因为 Unix/Linux 底层设计就是如此。

首先你要理解 Unix/Linux 下“一切皆文件”，所有东西都在底层被抽象为“文件描述符”，无论 Socket 还是你所谓的“文件对象”皆是如此。

其次要注意区分 FileAccess 里的可读/可写（即文件权限中的可读、可写、可执行等等）、FileMode 里的可读/可写（即文件打开模式中的只读、追加、覆盖、创建或覆盖等等，也是你 Python 代码里通过 r/w 控制的）、和 select() 里判断可读/可写条件就绪，都可以叫“可读”/“可写”，但实质不是一回事儿。

最后 select 的实质是不断轮询队列是否有满足可读/可写条件就绪的文件描述符。但判断是否满足可读/可写，是由该文件自身的类型及其驱动决定的。对于 Socket 而言，可读就是接收缓冲区内有数据、可写就是发送缓冲区未满；但磁盘文件系统是没有缓冲区一说的、自然也就没有可读/可写条件就绪一说了。（其实还有个错误条件就绪，咱先忽略）

至于本地磁盘文件系统为什么被设计成永远是可读/可写、而不是永远不可读/不可写，这就是另一个话题了。

对细节感兴趣的话建议阅读《Advanced Programming in the UNIX Environment》这本书（中文翻译叫《UNIX 环境高级编程》）。

所以严格来说本地磁盘的文件描述符是不应该被用于 select 的。

回答：

在你自己提供的说明 select.select
中说的很详细（最顶上整体介绍的最后一句），就是这个模块不能用于常规文件的！

已参与了 SegmentFault 思否社区 10 周年「问答」打卡，欢迎正在阅读的你也加入。

回答：

select

select() allows a program to monitor multiple file descriptors,
waiting until one or more of the file descriptors become "ready"
for some class of I/O operation (e.g., input possible).
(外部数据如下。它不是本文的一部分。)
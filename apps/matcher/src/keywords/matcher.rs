//! Vocabulary matcher: finds vocabulary terms in free text, including
//! inflected forms ("managed", "deploying", "apis").
//!
//! One matcher is compiled per vocabulary at construction and reused for every
//! call. Terms are kept longest-first so that, inside one alternation, a longer
//! term wins over a shorter term starting at the same position
//! ("machine learning" before "machine").

use std::collections::HashMap;

use regex::{Regex, RegexBuilder};

use crate::text::bounded_pattern;

/// Suffixes tried after the bare terms. Stripped again from every hit.
pub const SUFFIXES: &[&str] = &["ing", "d", "ed", "s"];

#[derive(Debug, Clone)]
struct Pass {
    suffix: &'static str,
    regex: Regex,
}

#[derive(Debug, Clone)]
pub struct KeywordMatcher {
    terms: Vec<String>,
    passes: Vec<Pass>,
}

impl KeywordMatcher {
    pub fn new<S: AsRef<str>>(vocabulary: &[S]) -> Result<Self, regex::Error> {
        let terms = longest_first(vocabulary);

        let mut passes = Vec::with_capacity(SUFFIXES.len() + 1);
        for suffix in std::iter::once("").chain(SUFFIXES.iter().copied()) {
            if let Some(regex) = compile_alternation(&terms, suffix)? {
                passes.push(Pass { suffix, regex });
            }
        }

        Ok(Self { terms, passes })
    }

    /// Vocabulary in match-priority order (longest first).
    pub fn terms(&self) -> &[String] {
        &self.terms
    }

    /// Returns every vocabulary term present in `text`, lowercased, dashes as spaces,
    /// suffixes stripped, deduplicated, in order of first occurrence.
    pub fn extract(&self, text: &str) -> Vec<String> {
        let mut first_seen: HashMap<String, usize> = HashMap::new();

        for pass in &self.passes {
            for m in pass.regex.find_iter(text) {
                let matched = m.as_str().to_lowercase().replace('-', " ");
                // Suffixes are ASCII but may have matched a case-folded non-ASCII char.
                let keep = matched.chars().count().saturating_sub(pass.suffix.len());
                let keyword: String = matched.chars().take(keep).collect();
                first_seen
                    .entry(keyword)
                    .and_modify(|pos| *pos = (*pos).min(m.start()))
                    .or_insert(m.start());
            }
        }

        let mut found: Vec<(String, usize)> = first_seen.into_iter().collect();
        found.sort_by(|a, b| a.1.cmp(&b.1).then_with(|| a.0.cmp(&b.0)));
        found.into_iter().map(|(kw, _)| kw).collect()
    }
}

/// Lowercased, deduplicated terms sorted by character length, longest first.
/// Ties keep vocabulary order.
fn longest_first<S: AsRef<str>>(vocabulary: &[S]) -> Vec<String> {
    let mut terms: Vec<String> = Vec::with_capacity(vocabulary.len());
    for term in vocabulary {
        let term = term.as_ref().trim().to_lowercase();
        if !term.is_empty() && !terms.contains(&term) {
            terms.push(term);
        }
    }
    terms.sort_by(|a, b| b.chars().count().cmp(&a.chars().count()));
    terms
}

fn compile_alternation(terms: &[String], suffix: &str) -> Result<Option<Regex>, regex::Error> {
    if terms.is_empty() {
        return Ok(None);
    }
    let alternatives: Vec<String> = terms
        .iter()
        .map(|t| bounded_pattern(&format!("{t}{suffix}")))
        .collect();
    let pattern = format!("(?:{})", alternatives.join("|"));
    RegexBuilder::new(&pattern)
        .case_insensitive(true)
        .size_limit(50 * (1 << 20))
        .build()
        .map(Some)
}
A file
descriptor is considered ready if it is possible to perform a
corresponding I/O operation (e.g., read(2), or a sufficiently
small write(2)) without blocking.

select 并不是用来判断通常文件意义上的“可读”，“可写”，而是判断对它调用 read, write 是否会阻塞。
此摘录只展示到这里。